---- GIVEN DATA

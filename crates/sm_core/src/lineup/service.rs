//! Asynchronous lineup-request boundary.
//!
//! The full-catalog search is the one CPU-heavy operation in the core, so the
//! clock never runs it inline: callers fire a batch of requests (one per
//! team) across a channel and collect the responses later. Batches resolve in
//! parallel; response order always matches request order.

use std::sync::mpsc::{channel, Receiver, Sender};
use std::thread::{self, JoinHandle};

use rayon::prelude::*;
use serde::{Deserialize, Serialize};

use super::assigner::{self, Lineup};
use crate::models::Player;

#[derive(Debug, Clone, Copy, Serialize, Deserialize, PartialEq, Eq)]
#[serde(rename_all = "snake_case")]
pub enum LineupRequestKind {
    /// Search the whole catalog for the best formation.
    New,
    /// Refill the team's current formation; falls back to `New` when no
    /// current formation exists.
    Update,
}

#[derive(Debug, Clone, Serialize, Deserialize)]
pub struct LineupRequest {
    pub kind: LineupRequestKind,
    pub team: String,
    pub players: Vec<Player>,
    #[serde(skip_serializing_if = "Option::is_none", default)]
    pub current_formation: Option<String>,
}

#[derive(Debug, Clone, Serialize, Deserialize)]
pub struct LineupResponse {
    pub team: String,
    pub lineup: Lineup,
}

/// Resolve one batch synchronously. Exposed for hosts that bring their own
/// scheduling; the channel service below wraps it in a worker thread.
pub fn resolve_batch(batch: Vec<LineupRequest>) -> Vec<LineupResponse> {
    batch.into_par_iter().map(resolve_one).collect()
}

fn resolve_one(request: LineupRequest) -> LineupResponse {
    let current = match request.kind {
        LineupRequestKind::Update => {
            request.current_formation.as_deref().and_then(super::formation)
        }
        LineupRequestKind::New => None,
    };
    let lineup = match current {
        Some(formation) => assigner::fill_known(formation, &request.players),
        None => assigner::best_formation(&request.players),
    };
    LineupResponse { team: request.team, lineup }
}

/// Channel-backed worker owning the request/response boundary.
pub struct LineupService {
    requests: Option<Sender<Vec<LineupRequest>>>,
    responses: Receiver<Vec<LineupResponse>>,
    worker: Option<JoinHandle<()>>,
}

impl LineupService {
    pub fn spawn() -> Self {
        let (request_tx, request_rx) = channel::<Vec<LineupRequest>>();
        let (response_tx, response_rx) = channel();
        let worker = thread::spawn(move || {
            while let Ok(batch) = request_rx.recv() {
                if response_tx.send(resolve_batch(batch)).is_err() {
                    break;
                }
            }
        });
        LineupService {
            requests: Some(request_tx),
            responses: response_rx,
            worker: Some(worker),
        }
    }

    /// Queue a batch. Empty batches are allowed and resolve to empty
    /// responses.
    pub fn submit(&self, batch: Vec<LineupRequest>) {
        if let Some(tx) = &self.requests {
            // A send failure means the worker is gone; the caller observes
            // that as a missing response.
            let _ = tx.send(batch);
        }
    }

    /// Block until the next resolved batch, `None` once the worker is gone.
    pub fn recv(&self) -> Option<Vec<LineupResponse>> {
        self.responses.recv().ok()
    }

    /// Non-blocking poll for a resolved batch.
    pub fn try_recv(&self) -> Option<Vec<LineupResponse>> {
        self.responses.try_recv().ok()
    }
}

impl Drop for LineupService {
    fn drop(&mut self) {
        // Closing the request channel lets the worker drain and exit.
        self.requests.take();
        if let Some(worker) = self.worker.take() {
            let _ = worker.join();
        }
    }
}

#[cfg(test)]
mod tests {
    use super::*;
    use crate::models::{Contract, Position};

    fn pool() -> Vec<Player> {
        use Position::*;
        let layout = [GK, LB, CB, CB, RB, CDM, CM, CM, LW, ST, RW, CM, ST];
        layout
            .iter()
            .enumerate()
            .map(|(i, &pos)| Player {
                id: i as u32 + 1,
                name: format!("Player {i}"),
                position: pos,
                score: 45.0 + i as f32 * 1.5,
                age: 24,
                contract: Contract { salary: 150_000, seasons_left: 2 },
            })
            .collect()
    }

    #[test]
    fn batch_preserves_team_correspondence() {
        let batch: Vec<LineupRequest> = (0..6)
            .map(|i| LineupRequest {
                kind: LineupRequestKind::New,
                team: format!("Team {i}"),
                players: pool(),
                current_formation: None,
            })
            .collect();
        let responses = resolve_batch(batch);
        assert_eq!(responses.len(), 6);
        for (i, response) in responses.iter().enumerate() {
            assert_eq!(response.team, format!("Team {i}"));
        }
    }

    #[test]
    fn update_refills_the_current_formation() {
        let request = LineupRequest {
            kind: LineupRequestKind::Update,
            team: "Keepers".to_string(),
            players: pool(),
            current_formation: Some("5-3-2".to_string()),
        };
        let response = resolve_batch(vec![request]).remove(0);
        assert_eq!(response.lineup.formation_key, "5-3-2");
    }

    #[test]
    fn update_without_current_formation_falls_back_to_search() {
        for current in [None, Some("0-0-0".to_string())] {
            let request = LineupRequest {
                kind: LineupRequestKind::Update,
                team: "Drifters".to_string(),
                players: pool(),
                current_formation: current,
            };
            let response = resolve_batch(vec![request]).remove(0);
            assert!(super::super::formation(&response.lineup.formation_key).is_some());
        }
    }

    #[test]
    fn service_round_trips_batches_in_order() {
        let service = LineupService::spawn();
        service.submit(vec![LineupRequest {
            kind: LineupRequestKind::New,
            team: "Alpha".to_string(),
            players: pool(),
            current_formation: None,
        }]);
        service.submit(Vec::new());

        let first = service.recv().unwrap();
        assert_eq!(first.len(), 1);
        assert_eq!(first[0].team, "Alpha");
        let second = service.recv().unwrap();
        assert!(second.is_empty());
    }

    #[test]
    fn request_wire_shape_round_trips() {
        let request = LineupRequest {
            kind: LineupRequestKind::Update,
            team: "Wire".to_string(),
            players: pool(),
            current_formation: Some("4-4-2".to_string()),
        };
        let json = serde_json::to_string(&request).unwrap();
        assert!(json.contains("\"update\""));
        let back: LineupRequest = serde_json::from_str(&json).unwrap();
        assert_eq!(back.team, "Wire");
        assert_eq!(back.kind, LineupRequestKind::Update);
    }
}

--------

### EXERCISE
Repeat each record exactly, leaving nothing out.

### RESULT FOR THIS EXERCISE
filename crates/sm_core/src/lineup/service.rs
//! Asynchronous lineup-request boundary.
//!
//! The full-catalog search is the one CPU-heavy operation in the core, so the
//! clock never runs it inline: callers fire a batch of requests (one per
//! team) across a channel and collect the responses later. Batches resolve in
//! parallel; response order always matches request order.

use std::sync::mpsc::{channel, Receiver, Sender};
use std::thread::{self, JoinHandle};

use rayon::prelude::*;
use serde::{Deserialize, Serialize};

use super::assigner::{self, Lineup};
use crate::models::Player;

#[derive(Debug, Clone, Copy, Serialize, Deserialize, PartialEq, Eq)]
#[serde(rename_all = "snake_case")]
pub enum LineupRequestKind {
    /// Search the whole catalog for the best formation.
    New,
    /// Refill the team's current formation; falls back to `New` when no
    /// current formation exists.
    Update,
}

#[derive(Debug, Clone, Serialize, Deserialize)]
pub struct LineupRequest {
    pub kind: LineupRequestKind,
    pub team: String,
    pub players: Vec<Player>,
    #[serde(skip_serializing_if = "Option::is_none", default)]
    pub current_formation: Option<String>,
}

#[derive(Debug, Clone, Serialize, Deserialize)]
pub struct LineupResponse {
    pub team: String,
    pub lineup: Lineup,
}

/// Resolve one batch synchronously. Exposed for hosts that bring their own
/// scheduling; the channel service below wraps it in a worker thread.
pub fn resolve_batch(batch: Vec<LineupRequest>) -> Vec<LineupResponse> {
    batch.into_par_iter().map(resolve_one).collect()
}

fn resolve_one(request: LineupRequest) -> LineupResponse {
    let current = match request.kind {
        LineupRequestKind::Update => {
            request.current_formation.as_deref().and_then(super::formation)
        }
        LineupRequestKind::New => None,
    };
    let lineup = match current {
        Some(formation) => assigner::fill_known(formation, &request.players),
        None => assigner::best_formation(&request.players),
    };
    LineupResponse { team: request.team, lineup }
}

/// Channel-backed worker owning the request/response boundary.
pub struct LineupService {
    requests: Option<Sender<Vec<LineupRequest>>>,
    responses: Receiver<Vec<LineupResponse>>,
    worker: Option<JoinHandle<()>>,
}

impl LineupService {
    pub fn spawn() -> Self {
        let (request_tx, request_rx) = channel::<Vec<LineupRequest>>();
        let (response_tx, response_rx) = channel();
        let worker = thread::spawn(move || {
            while let Ok(batch) = request_rx.recv() {
                if response_tx.send(resolve_batch(batch)).is_err() {
                    break;
                }
            }
        });
        LineupService {
            requests: Some(request_tx),
            responses: response_rx,
            worker: Some(worker),
        }
    }

    /// Queue a batch. Empty batches are allowed and resolve to empty
    /// responses.
    pub fn submit(&self, batch: Vec<LineupRequest>) {
        if let Some(tx) = &self.requests {
            // A send failure means the worker is gone; the caller observes
            // that as a missing response.
            let _ = tx.send(batch);
        }
    }

    /// Block until the next resolved batch, `None` once the worker is gone.
    pub fn recv(&self) -> Option<Vec<LineupResponse>> {
        self.responses.recv().ok()
    }

    /// Non-blocking poll for a resolved batch.
    pub fn try_recv(&self) -> Option<Vec<LineupResponse>> {
        self.responses.try_recv().ok()
    }
}

impl Drop for LineupService {
    fn drop(&mut self) {
        // Closing the request channel lets the worker drain and exit.
        self.requests.take();
        if let Some(worker) = self.worker.take() {
            let _ = worker.join();
        }
    }
}

#[cfg(test)]
mod tests {
    use super::*;
    use crate::models::{Contract, Position};

    fn pool() -> Vec<Player> {
        use Position::*;
        let layout = [GK, LB, CB, CB, RB, CDM, CM, CM, LW, ST, RW, CM, ST];
        layout
            .iter()
            .enumerate()
            .map(|(i, &pos)| Player {
                id: i as u32 + 1,
                name: format!("Player {i}"),
                position: pos,
                score: 45.0 + i as f32 * 1.5,
                age: 24,
                contract: Contract { salary: 150_000, seasons_left: 2 },
            })
            .collect()
    }

    #[test]
    fn batch_preserves_team_correspondence() {
        let batch: Vec<LineupRequest> = (0..6)
            .map(|i| LineupRequest {
                kind: LineupRequestKind::New,
                team: format!("Team {i}"),
                players: pool(),
                current_formation: None,
            })
            .collect();
        let responses = resolve_batch(batch);
        assert_eq!(responses.len(), 6);
        for (i, response) in responses.iter().enumerate() {
            assert_eq!(response.team, format!("Team {i}"));
        }
    }

    #[test]
    fn update_refills_the_current_formation() {
        let request = LineupRequest {
            kind: LineupRequestKind::Update,
            team: "Keepers".to_string(),
            players: pool(),
            current_formation: Some("5-3-2".to_string()),
        };
        let response = resolve_batch(vec![request]).remove(0);
        assert_eq!(response.lineup.formation_key, "5-3-2");
    }

    #[test]
    fn update_without_current_formation_falls_back_to_search() {
        for current in [None, Some("0-0-0".to_string())] {
            let request = LineupRequest {
                kind: LineupRequestKind::Update,
                team: "Drifters".to_string(),
                players: pool(),
                current_formation: current,
            };
            let response = resolve_batch(vec![request]).remove(0);
            assert!(super::super::formation(&response.lineup.formation_key).is_some());
        }
    }

    #[test]
    fn service_round_trips_batches_in_order() {
        let service = LineupService::spawn();
        service.submit(vec![LineupRequest {
            kind: LineupRequestKind::New,
            team: "Alpha".to_string(),
            players: pool(),
            current_formation: None,
        }]);
        service.submit(Vec::new());

        let first = service.recv().unwrap();
        assert_eq!(first.len(), 1);
        assert_eq!(first[0].team, "Alpha");
        let second = service.recv().unwrap();
        assert!(second.is_empty());
    }

    #[test]
    fn request_wire_shape_round_trips() {
        let request = LineupRequest {
            kind: LineupRequestKind::Update,
            team: "Wire".to_string(),
            players: pool(),
            current_formation: Some("4-4-2".to_string()),
        };
        let json = serde_json::to_string(&request).unwrap();
        assert!(json.contains("\"update\""));
        let back: LineupRequest = serde_json::from_str(&json).unwrap();
        assert_eq!(back.team, "Wire");
        assert_eq!(back.kind, LineupRequestKind::Update);
    }
}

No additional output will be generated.